Controversy Over Zoom’s Poor Security and Privacy Safeguards


Updating your Zoom application often is the best way to prevent security and privacy risks.

Zoom has become one of the main ways that students at Moravian connect with peers and professors. 

However, its parent company, Zoom Video Communications, Inc., has been in hot water lately. After a wave of officials and organizations banned their members from using it, the general public started to look a little more closely at the troubles that the application presents.

The two main criticisms that Zoom faces are its poor privacy agreement and holes in its security. 

Privacy Agreement

Zoom Video Communication was founded in 2011 and began offering services in 2013. From the beginning, the company was criticized for its poor privacy agreement and its habit of information mining. 

According to Forbes, Zoom actively collects all information involved in every call made over Zoom; that includes video, instant messages, voice audio, files, and whiteboard drawings. This information is stored on its own servers, only notifying their “consenting” users by including a clause in the often ignored privacy statement. 

This is a big red flag for many people using Zoom. While we may think that little of what we say is important for Zoom and would do little damage if this information was leaked, big organizations and companies are greatly at risk to competitors, driving many of them to abandon the software entirely. 

The FBI has also weighed in on the issue. The agency issued a statement saying that the collecting and sharing of student information (grades, academic standing, etc., which are all things that we often discuss with our advisors and professors over Zoom) is against the Family Education Rights and Protection Act (FERPA). While Zoom has responded to the issue, assuring customers that their company is FERPA-compliant, not many people have taken their assurance to heart. It is no surprise, considering that Zoom has been called dishonest after a big security scandal. More on that in a minute. 

Zoom faced backlash this March when it was revealed that their iOS app was sending device analytics to Facebook, even if the Zoom account was not linked to a Facebook profile. When questioned, Zoom said that they were simply sending device information, such as device model type and iOS version. People were outraged because the information seemed unuseful and irrelevant, which begged the question why were they collecting it in the first place. Plus, Zoom did not tell anyone about its data mining. 

Later in March, Zoom was sued for illegally disclosing personal information about users to third parties. Supposedly, Zoom patched both of these problems with a software update. 

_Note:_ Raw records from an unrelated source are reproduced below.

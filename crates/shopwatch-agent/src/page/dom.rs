use std::sync::atomic::{AtomicBool, Ordering};
use std::sync::Arc;

/// Class-set selector identifying storefront banner markup.
///
/// An element matches when it carries every class in the set (the subset of
/// CSS selector syntax the banner patterns actually need).
#[derive(Debug, Clone, Copy)]
pub struct Selector {
    classes: &'static [&'static str],
}

impl Selector {
    /// Selector matching elements that carry all of `classes`.
    #[must_use]
    pub const fn all_of(classes: &'static [&'static str]) -> Self {
        Self { classes }
    }

    /// Whether `node` matches this selector.
    #[must_use]
    pub fn matches(&self, node: &DomNode) -> bool {
        self.classes.iter().all(|class| node.has_class(class))
    }
}

/// The three storefront error-banner patterns: classic error notices,
/// checkout notice groups, and block-based error banners.
pub const NOTICE_SELECTORS: [Selector; 3] = [
    Selector::all_of(&["woocommerce-error"]),
    Selector::all_of(&["woocommerce-NoticeGroup-checkout"]),
    Selector::all_of(&["wc-block-components-notice-banner", "is-error"]),
];

/// Minimal DOM element model.
///
/// Carries just what banner scanning needs: tag, class list, own text,
/// children, and the intrusive "already reported" marker. The marker lives on
/// the node itself, so removing the node from the tree drops the marker with
/// it; there is no independent marker storage.
#[derive(Debug)]
pub struct DomNode {
    tag: String,
    classes: Vec<String>,
    text: String,
    children: Vec<Arc<DomNode>>,
    reported: AtomicBool,
}

impl DomNode {
    /// Create an element with the given tag name.
    #[must_use]
    pub fn element(tag: impl Into<String>) -> Self {
        Self {
            tag: tag.into(),
            classes: Vec::new(),
            text: String::new(),
            children: Vec::new(),
            reported: AtomicBool::new(false),
        }
    }

    /// Add a class to the element.
    #[must_use]
    pub fn with_class(mut self, class: impl Into<String>) -> Self {
        self.classes.push(class.into());
        self
    }

    /// Set the element's own text content.
    #[must_use]
    pub fn with_text(mut self, text: impl Into<String>) -> Self {
        self.text = text.into();
        self
    }

    /// Append a child element.
    #[must_use]
    pub fn with_child(mut self, child: Arc<DomNode>) -> Self {
        self.children.push(child);
        self
    }

    /// Tag name.
    #[must_use]
    pub fn tag(&self) -> &str {
        &self.tag
    }

    /// Whether the element carries `class`.
    #[must_use]
    pub fn has_class(&self, class: &str) -> bool {
        self.classes.iter().any(|c| c == class)
    }

    /// All descendants in document order (children, then their children).
    #[must_use]
    pub fn descendants(&self) -> Vec<Arc<DomNode>> {
        let mut out = Vec::new();
        for child in &self.children {
            out.push(Arc::clone(child));
            out.extend(child.descendants());
        }
        out
    }

    /// Visible text of the element and its subtree, trimmed.
    #[must_use]
    pub fn visible_text(&self) -> String {
        let mut parts = Vec::new();
        self.collect_text(&mut parts);
        parts.join(" ").trim().to_string()
    }

    fn collect_text(&self, parts: &mut Vec<String>) {
        let own = self.text.trim();
        if !own.is_empty() {
            parts.push(own.to_string());
        }
        for child in &self.children {
            child.collect_text(parts);
        }
    }

    /// Read the dedup marker. Only the dedup tracker touches this.
    pub(crate) fn marker(&self) -> bool {
        self.reported.load(Ordering::SeqCst)
    }

    /// Set the dedup marker. Idempotent.
    pub(crate) fn set_marker(&self) {
        self.reported.store(true, Ordering::SeqCst);
    }
}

A similar scandal broke earlier this month when the Android app was sending emails and accounts to LinkedIn, supposedly to connect Zoom accounts with possible LinkedIn accounts. Once again, Zoom never announced this to its users, which sparked more outrage in the public. Again, Zoom patched it up. 

Security Risks

Zoom’s practices of information gathering are exacerbated by its poor security, both as a company and on user devices. 

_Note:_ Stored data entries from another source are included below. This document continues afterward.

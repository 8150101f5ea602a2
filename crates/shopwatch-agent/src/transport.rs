//! Collector transport seam
//!
//! The reporter sends through a [`Transport`] rather than a runtime global.
//! [`HttpTransport`] holds its `reqwest::Client` from construction time, so
//! the reporter always posts through the unmodified request primitive even
//! after the network observer has instrumented the page's own fetch path.

use async_trait::async_trait;
use thiserror::Error;

use crate::report::ErrorReport;

/// Transport-level failure (connection, DNS, TLS). Timeouts are enforced by
/// the reporter around the call, not here.
#[derive(Debug, Error)]
pub enum TransportError {
    /// Network/connection error
    #[error("network error: {0}")]
    Network(String),
}

/// Outbound channel to the collector.
#[cfg_attr(test, mockall::automock)]
#[async_trait]
pub trait Transport: Send + Sync {
    /// POST `report` as a JSON body to `url` with `Content-Type:
    /// application/json`. Returns the HTTP status code.
    async fn post_json(&self, url: &str, report: &ErrorReport) -> Result<u16, TransportError>;
}

/// Real HTTP transport backed by `reqwest`.
#[derive(Debug, Clone)]
pub struct HttpTransport {
    client: reqwest::Client,
}

impl HttpTransport {
    /// Capture the request primitive. Called once at agent start.
    #[must_use]
    pub fn new() -> Self {
        Self {
            client: reqwest::Client::new(),
        }
    }
}

impl Default for HttpTransport {
    fn default() -> Self {
        Self::new()
    }
}

#[async_trait]
impl Transport for HttpTransport {
    async fn post_json(&self, url: &str, report: &ErrorReport) -> Result<u16, TransportError> {
        let response = self
            .client
            .post(url)
            .json(report)
            .send()
            .await
            .map_err(|e| TransportError::Network(e.to_string()))?;

        Ok(response.status().as_u16())
    }
}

Moravian students have experienced “Zoombombing,” a now common-place practice that consists of students’ popping into meetings when they are not supposed to be there. 

There are many ways to Zoombomb, but often students just use the URL or code that the professor shares to the class to enter the meeting. This can happen many different ways, but it often includes a student sharing it intentionally or on accident, which allows outsiders into their meetings. There are less scrupulous ways of Zoombombing, but that is the most common one in college. Occasionally, hackers hijack the meeting, then post hate speech, pornography, and other offensive messages. Even the FBI warned users against the distracting nature of Zoombombing.

Zoombombing is not the only way that students could have their classes invaded. 

In July of last year, a scandal surfaced where Zoom’s security let through a hack that easily allowed outsiders to turn on the camera of any computer that had the Zoom application installed. Zoom had to work hard to fix the hack, but the scandal broke the trust of many of its users. 

Zoom was criticized heavily by the public after its “dishonest” advertising told users that its service was end-to-end encrypted, which meant that as the messages moved from one computer to another, the entire path was encrypted and protected from outside influence. However, this was a lie. 

In fact, the company had a lot of holes in their software that allowed for outsiders to hack in and steal whatever information was being sent from one user to another. Once again, the company faced a lawsuit over false advertising. 

It was one scandal in particular, however, that drove away many big business users.

Zoom confessed that it was accidentally sending messages and video signals through mainland China, which notoriously conflicts with the U.S.’s internet security laws. This meant that any conversations or information being transmitted through Zoom in any form was able to be tracked and collected by the Chinese government. 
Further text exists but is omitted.